** Problem to work on **
Print each line exactly, beginning with the one where "assert_eq!(after_loss.position, level.start());" appears and ending at the last line below.

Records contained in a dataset
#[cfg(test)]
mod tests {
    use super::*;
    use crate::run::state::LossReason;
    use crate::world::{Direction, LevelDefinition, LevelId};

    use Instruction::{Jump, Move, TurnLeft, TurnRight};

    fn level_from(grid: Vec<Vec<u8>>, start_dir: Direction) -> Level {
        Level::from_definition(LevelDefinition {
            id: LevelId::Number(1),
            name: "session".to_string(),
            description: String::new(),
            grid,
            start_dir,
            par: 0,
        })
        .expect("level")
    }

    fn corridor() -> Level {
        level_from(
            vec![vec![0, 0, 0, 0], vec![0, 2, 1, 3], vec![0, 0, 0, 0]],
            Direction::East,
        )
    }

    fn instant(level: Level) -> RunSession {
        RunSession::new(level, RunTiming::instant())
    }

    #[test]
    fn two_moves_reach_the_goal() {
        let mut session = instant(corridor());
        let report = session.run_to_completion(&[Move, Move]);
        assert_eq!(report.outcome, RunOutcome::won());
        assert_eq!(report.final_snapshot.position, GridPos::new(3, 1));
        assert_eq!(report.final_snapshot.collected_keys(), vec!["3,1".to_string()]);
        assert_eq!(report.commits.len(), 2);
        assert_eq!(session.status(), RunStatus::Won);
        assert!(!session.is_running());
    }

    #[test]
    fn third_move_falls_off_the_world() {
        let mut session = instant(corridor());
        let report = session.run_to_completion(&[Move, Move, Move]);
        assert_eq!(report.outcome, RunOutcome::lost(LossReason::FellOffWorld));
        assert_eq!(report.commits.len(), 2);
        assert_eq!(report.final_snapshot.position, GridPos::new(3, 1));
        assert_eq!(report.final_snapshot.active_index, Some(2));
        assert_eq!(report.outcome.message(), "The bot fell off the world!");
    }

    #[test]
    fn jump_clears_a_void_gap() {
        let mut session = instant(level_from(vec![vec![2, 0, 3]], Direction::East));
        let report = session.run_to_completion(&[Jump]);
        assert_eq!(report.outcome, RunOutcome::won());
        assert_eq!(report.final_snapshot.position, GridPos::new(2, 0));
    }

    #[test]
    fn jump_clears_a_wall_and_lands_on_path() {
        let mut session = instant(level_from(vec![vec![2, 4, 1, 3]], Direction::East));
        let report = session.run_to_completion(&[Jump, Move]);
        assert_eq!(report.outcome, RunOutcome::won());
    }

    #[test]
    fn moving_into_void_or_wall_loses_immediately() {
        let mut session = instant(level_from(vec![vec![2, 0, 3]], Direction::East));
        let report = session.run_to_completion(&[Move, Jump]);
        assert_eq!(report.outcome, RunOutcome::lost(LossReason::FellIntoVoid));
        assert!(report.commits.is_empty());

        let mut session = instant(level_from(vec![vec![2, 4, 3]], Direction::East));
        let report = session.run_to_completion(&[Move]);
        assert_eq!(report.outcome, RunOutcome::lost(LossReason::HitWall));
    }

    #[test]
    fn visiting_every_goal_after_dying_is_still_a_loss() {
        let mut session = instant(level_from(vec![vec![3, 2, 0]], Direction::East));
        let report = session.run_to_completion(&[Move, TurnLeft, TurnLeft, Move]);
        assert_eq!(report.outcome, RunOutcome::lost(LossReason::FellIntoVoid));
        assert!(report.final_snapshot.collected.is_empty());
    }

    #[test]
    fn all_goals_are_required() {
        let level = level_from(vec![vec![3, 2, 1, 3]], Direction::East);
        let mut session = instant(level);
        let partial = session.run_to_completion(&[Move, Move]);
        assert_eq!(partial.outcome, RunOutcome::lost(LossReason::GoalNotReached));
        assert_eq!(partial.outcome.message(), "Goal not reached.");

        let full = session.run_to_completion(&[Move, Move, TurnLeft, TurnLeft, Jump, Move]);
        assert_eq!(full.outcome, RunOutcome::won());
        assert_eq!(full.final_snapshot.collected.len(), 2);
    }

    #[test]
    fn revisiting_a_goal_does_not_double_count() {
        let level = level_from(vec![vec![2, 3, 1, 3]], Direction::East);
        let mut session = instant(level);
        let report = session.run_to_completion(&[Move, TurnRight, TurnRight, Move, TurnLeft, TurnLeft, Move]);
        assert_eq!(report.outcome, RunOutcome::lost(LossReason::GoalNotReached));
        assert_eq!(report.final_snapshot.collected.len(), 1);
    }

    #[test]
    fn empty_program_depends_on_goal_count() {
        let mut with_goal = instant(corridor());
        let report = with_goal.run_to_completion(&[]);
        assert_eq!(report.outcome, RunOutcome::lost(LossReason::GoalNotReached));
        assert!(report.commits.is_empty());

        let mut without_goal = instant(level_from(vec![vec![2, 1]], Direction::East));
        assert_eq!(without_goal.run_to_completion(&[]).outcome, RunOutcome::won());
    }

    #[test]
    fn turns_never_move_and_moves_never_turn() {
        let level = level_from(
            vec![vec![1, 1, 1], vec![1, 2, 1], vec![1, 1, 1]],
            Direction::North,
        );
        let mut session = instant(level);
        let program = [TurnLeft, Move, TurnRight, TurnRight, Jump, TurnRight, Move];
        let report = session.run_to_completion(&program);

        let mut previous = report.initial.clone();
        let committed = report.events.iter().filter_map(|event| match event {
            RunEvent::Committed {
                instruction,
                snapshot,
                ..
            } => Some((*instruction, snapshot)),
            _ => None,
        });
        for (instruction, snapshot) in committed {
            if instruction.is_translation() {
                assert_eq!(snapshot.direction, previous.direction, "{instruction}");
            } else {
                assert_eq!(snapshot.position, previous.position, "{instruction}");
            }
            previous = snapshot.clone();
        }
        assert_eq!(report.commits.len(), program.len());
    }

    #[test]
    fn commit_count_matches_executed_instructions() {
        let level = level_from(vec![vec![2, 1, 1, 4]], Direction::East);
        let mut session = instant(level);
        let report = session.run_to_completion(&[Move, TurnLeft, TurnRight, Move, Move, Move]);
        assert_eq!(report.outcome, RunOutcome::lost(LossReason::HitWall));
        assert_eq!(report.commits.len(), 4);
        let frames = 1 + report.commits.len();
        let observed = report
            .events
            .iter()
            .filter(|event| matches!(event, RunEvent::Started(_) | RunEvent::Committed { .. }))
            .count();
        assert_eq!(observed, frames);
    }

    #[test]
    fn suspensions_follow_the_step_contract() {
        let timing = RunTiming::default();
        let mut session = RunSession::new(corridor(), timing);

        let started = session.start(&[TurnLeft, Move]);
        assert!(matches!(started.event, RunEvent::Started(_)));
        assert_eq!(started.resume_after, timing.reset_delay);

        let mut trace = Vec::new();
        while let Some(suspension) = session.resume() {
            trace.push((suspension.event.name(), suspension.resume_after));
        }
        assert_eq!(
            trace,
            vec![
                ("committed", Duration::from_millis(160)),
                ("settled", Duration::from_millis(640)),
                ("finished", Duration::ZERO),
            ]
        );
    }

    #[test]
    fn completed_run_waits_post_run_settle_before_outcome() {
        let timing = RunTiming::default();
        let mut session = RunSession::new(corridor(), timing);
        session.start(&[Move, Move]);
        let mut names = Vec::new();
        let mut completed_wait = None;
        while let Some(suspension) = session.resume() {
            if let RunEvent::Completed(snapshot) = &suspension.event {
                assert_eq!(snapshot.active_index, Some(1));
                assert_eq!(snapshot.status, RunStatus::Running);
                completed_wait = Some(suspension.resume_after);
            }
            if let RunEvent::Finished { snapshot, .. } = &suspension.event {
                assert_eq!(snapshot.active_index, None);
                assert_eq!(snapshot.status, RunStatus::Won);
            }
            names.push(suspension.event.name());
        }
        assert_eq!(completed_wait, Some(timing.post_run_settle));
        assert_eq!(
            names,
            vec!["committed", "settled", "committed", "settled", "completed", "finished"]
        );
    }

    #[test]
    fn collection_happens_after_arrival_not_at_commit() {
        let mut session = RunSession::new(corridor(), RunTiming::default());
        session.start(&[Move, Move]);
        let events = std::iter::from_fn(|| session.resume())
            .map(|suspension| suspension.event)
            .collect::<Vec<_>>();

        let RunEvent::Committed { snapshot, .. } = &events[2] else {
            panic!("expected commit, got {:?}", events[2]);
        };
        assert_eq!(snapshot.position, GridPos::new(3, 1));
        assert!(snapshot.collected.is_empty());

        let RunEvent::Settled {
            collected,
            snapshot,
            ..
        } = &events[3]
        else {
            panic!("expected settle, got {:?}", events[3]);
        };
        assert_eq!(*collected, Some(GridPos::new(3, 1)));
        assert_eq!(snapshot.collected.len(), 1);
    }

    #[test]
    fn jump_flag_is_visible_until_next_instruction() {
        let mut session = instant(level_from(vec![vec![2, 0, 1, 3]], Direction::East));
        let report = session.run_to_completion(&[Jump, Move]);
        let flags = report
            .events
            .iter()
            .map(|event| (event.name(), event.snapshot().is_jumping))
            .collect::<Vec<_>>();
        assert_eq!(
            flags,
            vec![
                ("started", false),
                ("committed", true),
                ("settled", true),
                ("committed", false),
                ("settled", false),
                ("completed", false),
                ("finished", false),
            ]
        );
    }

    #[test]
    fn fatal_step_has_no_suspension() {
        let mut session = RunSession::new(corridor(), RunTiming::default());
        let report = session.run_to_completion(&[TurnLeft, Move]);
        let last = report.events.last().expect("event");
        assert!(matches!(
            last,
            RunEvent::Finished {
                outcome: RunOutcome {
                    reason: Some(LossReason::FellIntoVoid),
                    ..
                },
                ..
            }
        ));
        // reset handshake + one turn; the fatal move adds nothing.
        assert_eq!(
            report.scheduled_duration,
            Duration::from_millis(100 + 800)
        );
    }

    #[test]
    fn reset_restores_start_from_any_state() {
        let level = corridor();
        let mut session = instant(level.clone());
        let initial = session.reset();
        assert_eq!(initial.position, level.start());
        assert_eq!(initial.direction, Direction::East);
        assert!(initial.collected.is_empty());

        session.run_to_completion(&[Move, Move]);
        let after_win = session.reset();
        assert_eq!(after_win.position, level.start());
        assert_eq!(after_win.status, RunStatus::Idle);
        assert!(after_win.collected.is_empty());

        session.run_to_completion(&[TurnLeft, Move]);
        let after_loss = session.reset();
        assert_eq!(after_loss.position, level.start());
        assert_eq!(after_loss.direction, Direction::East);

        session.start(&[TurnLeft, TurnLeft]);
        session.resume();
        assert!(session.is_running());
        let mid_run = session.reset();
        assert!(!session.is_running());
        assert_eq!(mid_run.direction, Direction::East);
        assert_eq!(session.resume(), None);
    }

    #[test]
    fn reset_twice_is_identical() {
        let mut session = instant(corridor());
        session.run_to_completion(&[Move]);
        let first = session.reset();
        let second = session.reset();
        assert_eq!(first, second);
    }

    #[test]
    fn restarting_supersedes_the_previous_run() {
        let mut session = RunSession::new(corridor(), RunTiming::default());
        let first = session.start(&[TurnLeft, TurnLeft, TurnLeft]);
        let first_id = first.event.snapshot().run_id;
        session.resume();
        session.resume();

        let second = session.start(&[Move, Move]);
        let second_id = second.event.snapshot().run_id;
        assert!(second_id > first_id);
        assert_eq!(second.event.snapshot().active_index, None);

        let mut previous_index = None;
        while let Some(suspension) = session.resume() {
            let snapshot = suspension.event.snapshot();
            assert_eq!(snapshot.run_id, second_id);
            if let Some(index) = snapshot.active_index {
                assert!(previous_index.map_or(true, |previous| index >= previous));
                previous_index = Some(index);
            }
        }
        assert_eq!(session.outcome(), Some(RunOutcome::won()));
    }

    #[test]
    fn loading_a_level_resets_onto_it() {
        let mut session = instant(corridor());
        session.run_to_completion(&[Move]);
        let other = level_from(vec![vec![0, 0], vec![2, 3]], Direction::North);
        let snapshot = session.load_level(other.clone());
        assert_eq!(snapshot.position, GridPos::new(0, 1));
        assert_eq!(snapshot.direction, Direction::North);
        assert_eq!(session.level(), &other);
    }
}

** Written response **
        assert_eq!(after_loss.position, level.start());
        assert_eq!(after_loss.direction, Direction::East);

        session.start(&[TurnLeft, TurnLeft]);
        session.resume();
        assert!(session.is_running());
        let mid_run = session.reset();
        assert!(!session.is_running());
        assert_eq!(mid_run.direction, Direction::East);
        assert_eq!(session.resume(), None);
    }

    #[test]
    fn reset_twice_is_identical() {
        let mut session = instant(corridor());
        session.run_to_completion(&[Move]);
        let first = session.reset();
        let second = session.reset();
        assert_eq!(first, second);
    }

    #[test]
    fn restarting_supersedes_the_previous_run() {
        let mut session = RunSession::new(corridor(), RunTiming::default());
        let first = session.start(&[TurnLeft, TurnLeft, TurnLeft]);
        let first_id = first.event.snapshot().run_id;
        session.resume();
        session.resume();

        let second = session.start(&[Move, Move]);
        let second_id = second.event.snapshot().run_id;
        assert!(second_id > first_id);
        assert_eq!(second.event.snapshot().active_index, None);

        let mut previous_index = None;
        while let Some(suspension) = session.resume() {
            let snapshot = suspension.event.snapshot();
            assert_eq!(snapshot.run_id, second_id);
            if let Some(index) = snapshot.active_index {
                assert!(previous_index.map_or(true, |previous| index >= previous));
                previous_index = Some(index);
            }
        }
        assert_eq!(session.outcome(), Some(RunOutcome::won()));
    }

    #[test]
    fn loading_a_level_resets_onto_it() {
        let mut session = instant(corridor());
        session.run_to_completion(&[Move]);
        let other = level_from(vec![vec![0, 0], vec![2, 3]], Direction::North);
        let snapshot = session.load_level(other.clone());
        assert_eq!(snapshot.position, GridPos::new(0, 1));
        assert_eq!(snapshot.direction, Direction::North);
        assert_eq!(session.level(), &other);
    }
}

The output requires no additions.